In Uganda, remote islands test delivery of COVID-19 vaccines

KABALE, Uganda (AP) — Remote islands in Uganda have tested the efforts of health officials delivering COVID-19 vaccine doses as global efforts to access hard-to-reach areas continue.

On a recent day Edward Arineitwe, assistant district health officer for Kabale district, sat in a motor boat with his hands folded on top of a cooler carrying doses of the vaccine. The boat puttered across Lake Bunyonyi, Africa’s second deepest lake, in western Uganda into an area dotted with islands that are home to some 2,500 people.

The COVID-19 pandemic has complicated life for island residents who rely on tourism as a major source of income.

Due to the area’s remoteness, many residents had not yet been vaccinated against COVID-19. And a UNICEF spokeswoman, Catherine Ntabade, said funds had not been available for vaccination workers to travel to and from the islands until now.

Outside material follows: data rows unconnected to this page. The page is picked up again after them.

//! Train/validate loop.
//!
//! Each epoch is a shuffled, augmented pass over the training split with Adam
//! on mean cross-entropy, followed by a full evaluation of the validation
//! split. The best checkpoint is rewritten whenever validation accuracy
//! strictly exceeds the running best (starting at 0.0); the final checkpoint
//! is written once after the last epoch.

use std::path::PathBuf;
use std::time::Instant;

use burn::{
    config::Config,
    data::dataloader::batcher::Batcher,
    module::AutodiffModule,
    nn::loss::CrossEntropyLossConfig,
    optim::{GradientsParams, Optimizer},
    tensor::{backend::AutodiffBackend, ElementConversion},
};
use colored::Colorize;
use indicatif::{ProgressBar, ProgressStyle};
use rand::prelude::*;
use rand_chacha::ChaCha8Rng;
use serde::{Deserialize, Serialize};
use tracing::{info, warn};

use crate::dataset::batcher::{LesionBatch, LesionBatcher};
use crate::dataset::labels::class_names;
use crate::dataset::source::LesionImageSource;
use crate::model::classifier::LesionClassifier;
use crate::training::checkpoint::CheckpointStore;
use crate::training::config::{TrainingConfig, CONFIG_FILE};
use crate::training::evaluator::{evaluate, EvaluationReport};
use crate::utils::error::{DermError, Result};
use crate::utils::format_duration;
use crate::utils::metrics::RunningAverage;

/// File name of the per-epoch history in the artifact directory
pub const HISTORY_FILE: &str = "history.json";

/// Tracks the best validation accuracy seen so far
#[derive(Debug, Clone, Default)]
pub struct BestTracker {
    best: f64,
    epoch: Option<usize>,
}

impl BestTracker {
    pub fn new() -> Self {
        Self::default()
    }

    /// Record an epoch's accuracy. True when it strictly beats the best so far.
    pub fn observe(&mut self, epoch: usize, accuracy: f64) -> bool {
        if accuracy > self.best {
            self.best = accuracy;
            self.epoch = Some(epoch);
            true
        } else {
            false
        }
    }

    pub fn best(&self) -> f64 {
        self.best
    }

    pub fn best_epoch(&self) -> Option<usize> {
        self.epoch
    }
}

/// Summary of one epoch
#[derive(Debug, Clone, Serialize, Deserialize)]
pub struct EpochSummary {
    pub epoch: usize,
    pub train_loss: f64,
    pub val_loss: f64,
    pub val_accuracy: f64,
    pub saved_best: bool,
    pub duration_secs: f64,
}

/// Per-epoch history of a run
#[derive(Debug, Clone, Default, Serialize, Deserialize)]
pub struct TrainingHistory {
    pub epochs: Vec<EpochSummary>,
    pub best_accuracy: f64,
    pub best_epoch: Option<usize>,
}

impl TrainingHistory {
    pub fn save(&self, path: &std::path::Path) -> Result<()> {
        std::fs::write(path, serde_json::to_string_pretty(self)?)?;
        Ok(())
    }
}

/// What a finished run hands back
#[derive(Debug)]
pub struct TrainingOutcome<B: AutodiffBackend> {
    pub model: LesionClassifier<B>,
    /// Class codes in index order
    pub classes: Vec<String>,
    pub history: TrainingHistory,
    pub last_report: EvaluationReport,
    pub best_checkpoint: Option<PathBuf>,
    pub final_checkpoint: PathBuf,
}

/// Run the full training loop described by `config`.
pub fn train<B: AutodiffBackend>(config: &TrainingConfig, device: &B::Device) -> Result<TrainingOutcome<B>> {
    config.validate()?;
    std::fs::create_dir_all(&config.artifact_dir)?;
    config.save(config.artifact_dir.join(CONFIG_FILE))?;

    let train_source = LesionImageSource::from_class_dirs(&config.train_dir())?
        .with_image_size(config.image_size)
        .with_augmentation(config.augmentation.clone());
    let val_source = LesionImageSource::from_class_dirs(&config.val_dir())?.with_image_size(config.image_size);

    if train_source.is_empty() {
        return Err(DermError::Dataset(format!(
            "no training images under {}",
            config.train_dir().display()
        )));
    }
    if val_source.is_empty() {
        return Err(DermError::Dataset(format!(
            "no validation images under {}",
            config.val_dir().display()
        )));
    }

    println!("{}", "Training Configuration:".cyan().bold());
    println!("  Training samples:   {}", train_source.len());
    println!("  Validation samples: {}", val_source.len());
    println!("  Epochs:             {}", config.num_epochs);
    println!("  Batch size:         {}", config.batch_size);
    println!("  Learning rate:      {}", config.learning_rate);
    println!("  Image size:         {}", config.image_size);
    println!("  Frozen backbone:    {}", config.model.freeze_backbone);
    match &config.model.pretrained_weights {
        Some(path) => println!("  Pretrained weights: {}", path.display()),
        None => {
            println!("  Pretrained weights: {}", "none (training from scratch)".yellow());
            warn!("no pretrained weights configured; the feature extractor starts from random initialisation");
        }
    }
    println!();

    let mut model = config.model.init::<B>(device)?;
    let mut optimizer = config.optimizer.init::<B, LesionClassifier<B>>();
    let store = CheckpointStore::new(&config.artifact_dir).with_image_size(config.image_size);

    let mut rng = ChaCha8Rng::seed_from_u64(config.seed);
    let mut tracker = BestTracker::new();
    let mut history = TrainingHistory::default();
    let mut last_report = None;

    for epoch in 1..=config.num_epochs {
        let started = Instant::now();

        let (trained, train_loss) = train_epoch(
            model,
            &mut optimizer,
            &train_source,
            config,
            &mut rng,
            epoch,
            device,
        )?;
        model = trained;

        let valid_model = model.valid();
        let valid_device = valid_model.head.weight.device();
        let report = evaluate(&valid_model, &val_source, config.batch_size, &valid_device)?;

        println!(
            "\nEpoch [{}/{}] | Train Loss: {:.4} | Val Loss: {:.4} | Val Acc: {:.4}",
            epoch, config.num_epochs, train_loss, report.avg_loss, report.accuracy
        );
        println!("Confusion Matrix:");
        print!("{}", report.confusion_matrix);
        println!("Classification Report:");
        print!("{}", report.report);
        println!("{}", "-".repeat(50));

        let saved_best = tracker.observe(epoch, report.accuracy);
        if saved_best {
            store.save_best(&valid_model, epoch, report.accuracy)?;
            println!(
                "{}",
                format!("Best model saved with Val Acc: {:.4}", report.accuracy).green()
            );
        }

        let duration = started.elapsed().as_secs_f64();
        info!(epoch, train_loss, val_loss = report.avg_loss, val_acc = report.accuracy, "epoch finished in {}", format_duration(duration));

        history.epochs.push(EpochSummary {
            epoch,
            train_loss,
            val_loss: report.avg_loss,
            val_accuracy: report.accuracy,
            saved_best,
            duration_secs: duration,
        });
        last_report = Some(report);
    }

    let last_report = last_report.ok_or_else(|| DermError::Training("no epoch was run".to_string()))?;
    let final_checkpoint = store.save_final(&model.valid(), config.num_epochs, Some(last_report.accuracy))?;
    println!("Final model saved.");

    history.best_accuracy = tracker.best();
    history.best_epoch = tracker.best_epoch();
    history.save(&config.artifact_dir.join(HISTORY_FILE))?;

    let best_checkpoint = tracker
        .best_epoch()
        .map(|_| crate::training::checkpoint::record_path(&store.best_stem()));

    Ok(TrainingOutcome {
        model,
        classes: class_names(),
        history,
        last_report,
        best_checkpoint,
        final_checkpoint,
    })
}

/// One shuffled pass over the training source. Returns the mean of per-batch losses.
fn train_epoch<B, O>(
    mut model: LesionClassifier<B>,
    optimizer: &mut O,
    source: &LesionImageSource,
    config: &TrainingConfig,
    rng: &mut ChaCha8Rng,
    epoch: usize,
    device: &B::Device,
) -> Result<(LesionClassifier<B>, f64)>
where
    B: AutodiffBackend,
    O: Optimizer<LesionClassifier<B>, B>,
{
    let batcher = LesionBatcher::with_image_size(source.image_size());
    let loss_fn = CrossEntropyLossConfig::new().init(device);

    let mut indices: Vec<usize> = (0..source.len()).collect();
    indices.shuffle(rng);
    let num_batches = indices.len().div_ceil(config.batch_size);

    let progress = ProgressBar::new(num_batches as u64);
    progress.set_style(
        ProgressStyle::default_bar()
            .template("  {prefix} [{elapsed_precise}] [{bar:40.cyan/blue}] {pos}/{len} {msg}")
            .unwrap_or_else(|_| ProgressStyle::default_bar())
            .progress_chars("#>-"),
    );
    progress.set_prefix(format!("Epoch {}/{}", epoch, config.num_epochs));

    let mut loss_avg = RunningAverage::new();
    for chunk in indices.chunks(config.batch_size) {
        let items = source.items(chunk, Some(&mut *rng))?;
        let batch: LesionBatch<B> = batcher.batch(items, device);

        let logits = model.forward(batch.images);
        let loss = loss_fn.forward(logits, batch.targets);

        let loss_value: f64 = loss.clone().into_scalar().elem();
        loss_avg.add(loss_value);

        let grads = GradientsParams::from_grads(loss.backward(), &model);
        model = optimizer.step(config.learning_rate, model, grads);

        progress.set_message(format!("loss = {:.4}", loss_value));
        progress.inc(1);
    }
    progress.finish_and_clear();

    Ok((model, loss_avg.average()))
}

#[cfg(test)]
mod tests {
    use super::*;

    #[test]
    fn test_best_checkpoint_policy() {
        let mut tracker = BestTracker::new();
        let accuracies = [0.70, 0.65, 0.80, 0.75];

        let saved: Vec<usize> = accuracies
            .iter()
            .enumerate()
            .filter_map(|(i, &acc)| tracker.observe(i + 1, acc).then_some(i + 1))
            .collect();

        assert_eq!(saved, vec![1, 3]);
        assert_eq!(tracker.best(), 0.80);
        assert_eq!(tracker.best_epoch(), Some(3));
    }

    #[test]
    fn test_ties_do_not_replace_best() {
        let mut tracker = BestTracker::new();
        assert!(tracker.observe(1, 0.5));
        assert!(!tracker.observe(2, 0.5));
        assert_eq!(tracker.best_epoch(), Some(1));
    }

    #[test]
    fn test_zero_accuracy_never_saves() {
        let mut tracker = BestTracker::new();
        assert!(!tracker.observe(1, 0.0));
        assert_eq!(tracker.best_epoch(), None);
    }

    #[test]
    fn test_best_and_final_checkpoints_follow_accuracy() {
        use crate::model::classifier::ClassifierConfig;
        use crate::training::checkpoint::{load_checkpoint, read_metadata};
        use burn::tensor::{Distribution, Tensor};
        use burn_ndarray::NdArray;

        let dir = tempfile::tempdir().unwrap();
        let device = Default::default();
        let store = CheckpointStore::new(dir.path());
        let mut tracker = BestTracker::new();
        let x = Tensor::<NdArray, 4>::random([1, 3, 32, 32], Distribution::Normal(0.0, 1.0), &device);

        // One distinct model per epoch, standing in for the weights after that epoch
        let models: Vec<LesionClassifier<NdArray>> = (0..4)
            .map(|_| ClassifierConfig::new().init::<NdArray>(&device).unwrap())
            .collect();
        let outputs: Vec<Vec<f32>> = models
            .iter()
            .map(|m| m.forward(x.clone()).into_data().to_vec().unwrap())
            .collect();
        assert_ne!(outputs[2], outputs[3]);

        let accuracies = [0.70, 0.65, 0.80, 0.75];
        let mut best_epochs = Vec::new();
        for (i, (model, &acc)) in models.iter().zip(accuracies.iter()).enumerate() {
            let epoch = i + 1;
            if tracker.observe(epoch, acc) {
                store.save_best(model, epoch, acc).unwrap();
                best_epochs.push(read_metadata(&store.best_stem()).unwrap().unwrap().epoch);
            }
        }
        store.save_final(&models[3], 4, Some(0.75)).unwrap();

        assert_eq!(best_epochs, vec![Some(1), Some(3)]);

        let best_meta = read_metadata(&store.best_stem()).unwrap().unwrap();
        assert_eq!(best_meta.epoch, Some(3));
        assert_eq!(best_meta.validation_accuracy, Some(0.80));
        let best = load_checkpoint::<NdArray>(&store.best_stem(), &device).unwrap();
        let best_out: Vec<f32> = best.forward(x.clone()).into_data().to_vec().unwrap();
        assert_eq!(best_out, outputs[2]);

        let final_meta = read_metadata(&store.final_stem()).unwrap().unwrap();
        assert_eq!(final_meta.epoch, Some(4));
        let last = load_checkpoint::<NdArray>(&store.final_stem(), &device).unwrap();
        let last_out: Vec<f32> = last.forward(x).into_data().to_vec().unwrap();
        assert_eq!(last_out, outputs[3]);
    }

    #[test]
    fn test_missing_data_dir() {
        let dir = tempfile::tempdir().unwrap();
        let config = TrainingConfig::with_dirs(dir.path().join("nope"), dir.path().join("out"));
        let device = Default::default();

        let result = train::<burn::backend::Autodiff<burn_ndarray::NdArray>>(&config, &device);
        assert!(matches!(result, Err(DermError::Dataset(_))));
    }
}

Some 300 people received vaccine doses on the first day of the drive. The goal is to reach 1,000 of the islands’ most vulnerable residents.

Uganda started its coronavirus vaccination campaign in mid-March, targeting more than 20 million people at the highest risk of infection including health workers, teachers, the elderly and those with underlying medical conditions.

More than 300,000 Ugandans have received the first dose of the AstraZeneca vaccine. But vaccine hesitancy among some people remains a hurdle on top of the logistical ones.